However, Social Security benefits, pensions, annuities, and investment income do not count as earned income. These income sources do not create IRA eligibility on their own, even after the age restriction was eliminated.
Traditional versus Roth considerations after the age cap removal
The removal of the age limit primarily affected Traditional IRAs, bringing their contribution rules closer to those of Roth IRAs. A key distinction remains in tax treatment. Traditional IRA contributions may be deductible, depending on income and workplace retirement plan coverage, while Roth IRA contributions are never deductible but allow for tax-free qualified withdrawals.
Roth IRAs also retain income-based phaseouts that can restrict eligibility for higher-income retirees with earned income. The SECURE Act did not modify these phaseouts, making income level—not age—the primary limiting factor for Roth contributions.
Spousal income and continued eligibility
The age limit removal also interacts with the spousal IRA rule. A spousal IRA allows a nonworking or lower-earning spouse to contribute based on the working spouse’s earned income, provided the couple files a joint tax return. Age does not restrict this strategy, but sufficient combined earned income is still required to support the contributions.
This remains one of the few ways a fully retired individual without personal earnings may legally fund an IRA, emphasizing that income source, not account ownership, controls eligibility.
Why misconceptions persist after the SECURE Act
Many retirees incorrectly assume that the elimination of the age cap means IRA contributions are automatically permitted in retirement. Others believe that receiving Social Security or pension income satisfies the new rules. These misunderstandings stem from conflating age eligibility with income eligibility.
The SECURE Act removed a barrier, not a condition. Retirees can contribute to an IRA later in life, but only when earned income exists in the same tax year and all other eligibility requirements are met.
Traditional IRA vs. Roth IRA After Retirement: Contribution Eligibility and Tax Trade-Offs
With the age restriction removed, the practical question for retirees shifts from whether contributions are allowed to which type of IRA remains accessible and tax-efficient. Traditional and Roth IRAs now share similar age-based eligibility, but they continue to differ materially in income requirements, tax treatment, and long-term consequences. Understanding these distinctions is essential for retirees who still generate earned income.

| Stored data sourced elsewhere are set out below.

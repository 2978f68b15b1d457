//! Oracle contract client: priced batch writes, receipts, and reads.

use crate::config::ChainConfig;
use crate::onchain::abi::ITrustScoreOracle;
use crate::onchain::source::with_timeout;
use crate::onchain::types::{ChainError, ScoreView, SubmitRequest, TxReceipt};

use alloy::network::EthereumWallet;
use alloy::primitives::{Address, B256, U256};
use alloy::providers::{DynProvider, Provider, ProviderBuilder};
use alloy::signers::local::PrivateKeySigner;
use async_trait::async_trait;
use std::future::IntoFuture;
use std::str::FromStr;
use std::time::Duration;
use tracing::{debug, info};

/// Write/read access to the trust score oracle.
#[async_trait]
pub trait OracleClient: Send + Sync {
    async fn chain_head(&self) -> Result<u64, ChainError>;

    async fn gas_price(&self) -> Result<u128, ChainError>;

    /// Next nonce for the signing account, counting pending transactions.
    async fn next_nonce(&self) -> Result<u64, ChainError>;

    /// Nonce of the next transaction to be mined. Lower than `next_nonce`
    /// while earlier writes are stuck in the mempool.
    async fn mined_nonce(&self) -> Result<u64, ChainError>;

    /// Broadcast one write. Returns the transaction hash.
    async fn submit(&self, request: &SubmitRequest) -> Result<B256, ChainError>;

    /// `None` while the transaction is unmined (or unknown to the node).
    async fn receipt(&self, tx_hash: B256) -> Result<Option<TxReceipt>, ChainError>;

    async fn score_view(&self, agent_id: B256) -> Result<ScoreView, ChainError>;
}

/// `OracleClient` backed by an HTTP provider with a local signer.
pub struct RpcOracleClient {
    provider: DynProvider,
    oracle: ITrustScoreOracle::ITrustScoreOracleInstance<DynProvider>,
    sender: Address,
    timeout: Duration,
}

impl RpcOracleClient {
    pub fn new(config: &ChainConfig) -> Result<Self, ChainError> {
        let url = config
            .rpc_url
            .parse()
            .map_err(|e| ChainError::Config(format!("rpc_url: {e}")))?;
        let oracle_address = Address::from_str(&config.oracle_address)
            .map_err(|e| ChainError::Config(format!("oracle_address: {e}")))?;
        let signer = PrivateKeySigner::from_str(&config.private_key)
            .map_err(|e| ChainError::Config(format!("private key: {e}")))?;
        let sender = signer.address();

        let provider = ProviderBuilder::new()
            .wallet(EthereumWallet::from(signer))
            .connect_http(url)
            .erased();
        let oracle = ITrustScoreOracle::new(oracle_address, provider.clone());

        info!(oracle = %oracle_address, sender = %sender, "oracle client ready");
        Ok(Self {
            provider,
            oracle,
            sender,
            timeout: Duration::from_secs(config.rpc_timeout_secs),
        })
    }
}

#[async_trait]
impl OracleClient for RpcOracleClient {
    async fn chain_head(&self) -> Result<u64, ChainError> {
        with_timeout(self.timeout, "eth_blockNumber", self.provider.get_block_number()).await
    }

    async fn gas_price(&self) -> Result<u128, ChainError> {
        with_timeout(self.timeout, "eth_gasPrice", self.provider.get_gas_price()).await
    }

    async fn next_nonce(&self) -> Result<u64, ChainError> {
        with_timeout(
            self.timeout,
            "eth_getTransactionCount",
            self.provider.get_transaction_count(self.sender).pending().into_future(),
        )
        .await
    }

    async fn mined_nonce(&self) -> Result<u64, ChainError> {
        with_timeout(
            self.timeout,
            "eth_getTransactionCount",
            self.provider.get_transaction_count(self.sender).latest().into_future(),
        )
        .await
    }

    async fn submit(&self, request: &SubmitRequest) -> Result<B256, ChainError> {
        let scores: Vec<U256> = request.scores.iter().map(|s| U256::from(*s)).collect();

        let pending = if request.agents.len() == 1 {
            let call = self
                .oracle
                .updateScore(request.agents[0], scores[0])
                .gas(request.gas_limit)
                .max_fee_per_gas(request.max_fee_per_gas)
                .max_priority_fee_per_gas(request.max_priority_fee_per_gas)
                .nonce(request.nonce);
            with_timeout(self.timeout, "updateScore", call.send()).await?
        } else {
            let call = self
                .oracle
                .updateScoreBatch(request.agents.clone(), scores)
                .gas(request.gas_limit)
                .max_fee_per_gas(request.max_fee_per_gas)
                .max_priority_fee_per_gas(request.max_priority_fee_per_gas)
                .nonce(request.nonce);
            with_timeout(self.timeout, "updateScoreBatch", call.send()).await?
        };

        let tx_hash = *pending.tx_hash();
        debug!(tx = %tx_hash, agents = request.agents.len(), nonce = request.nonce, "oracle write broadcast");
        Ok(tx_hash)
    }

    async fn receipt(&self, tx_hash: B256) -> Result<Option<TxReceipt>, ChainError> {
        let receipt = with_timeout(
            self.timeout,
            "eth_getTransactionReceipt",
            self.provider.get_transaction_receipt(tx_hash),
        )
        .await?;

        Ok(receipt.and_then(|r| {
            r.block_number.map(|block_number| TxReceipt {
                block_number,
                success: r.status(),
            })
        }))
    }

    async fn score_view(&self, agent_id: B256) -> Result<ScoreView, ChainError> {
        let view = with_timeout(
            self.timeout,
            "getScoreView",
            self.oracle.getScoreView(agent_id).call().into_future(),
        )
        .await?;

        Ok(ScoreView {
            score: view.score.saturating_to::<u32>(),
            last_updated: view.lastUpdated.saturating_to::<u64>(),
            exists: view.exists,
        })
    }
}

Earned income remains the gateway for both IRA types
Both Traditional and Roth IRAs require earned income to support a contribution. Earned income generally includes wages, salaries, tips, bonuses, and net income from self-employment. It does not include Social Security benefits, pension payments, annuities, investment income, or required minimum distributions.
For a retired individual, this means eligibility may arise from part-time employment, consulting work, or operating a small business. The amount contributed cannot exceed the amount of earned income for the year, regardless of account type.
Traditional IRA contributions after retirement
Traditional IRAs no longer impose an upper age limit on contributions, provided earned income exists in the same tax year. Contributions may be deductible, meaning they reduce taxable income, but deductibility depends on modified adjusted gross income and whether the individual or spouse is covered by a workplace retirement plan.
For retirees, this distinction is critical. A retired person with earned income but no active employer plan may still qualify for a fully deductible contribution, while one covered by post-retirement employment benefits may face partial or complete phaseouts. Even when contributions are nondeductible, the account remains tax-deferred, with taxes owed upon withdrawal.
Roth IRA contributions and income phaseouts
Roth IRAs have never had an age cap, and the SECURE Act did not change their contribution rules. However, Roth eligibility is constrained by income-based phaseouts tied to modified adjusted gross income. Retirees with earned income that exceeds these thresholds are prohibited from contributing directly, regardless of age.
Unlike Traditional IRAs, Roth contributions are made with after-tax dollars and are never deductible. The trade-off is that qualified withdrawals, including investment earnings, are tax-free if holding period and age requirements are satisfied. This tax structure can be attractive to retirees managing future tax exposure, but eligibility hinges entirely on income levels.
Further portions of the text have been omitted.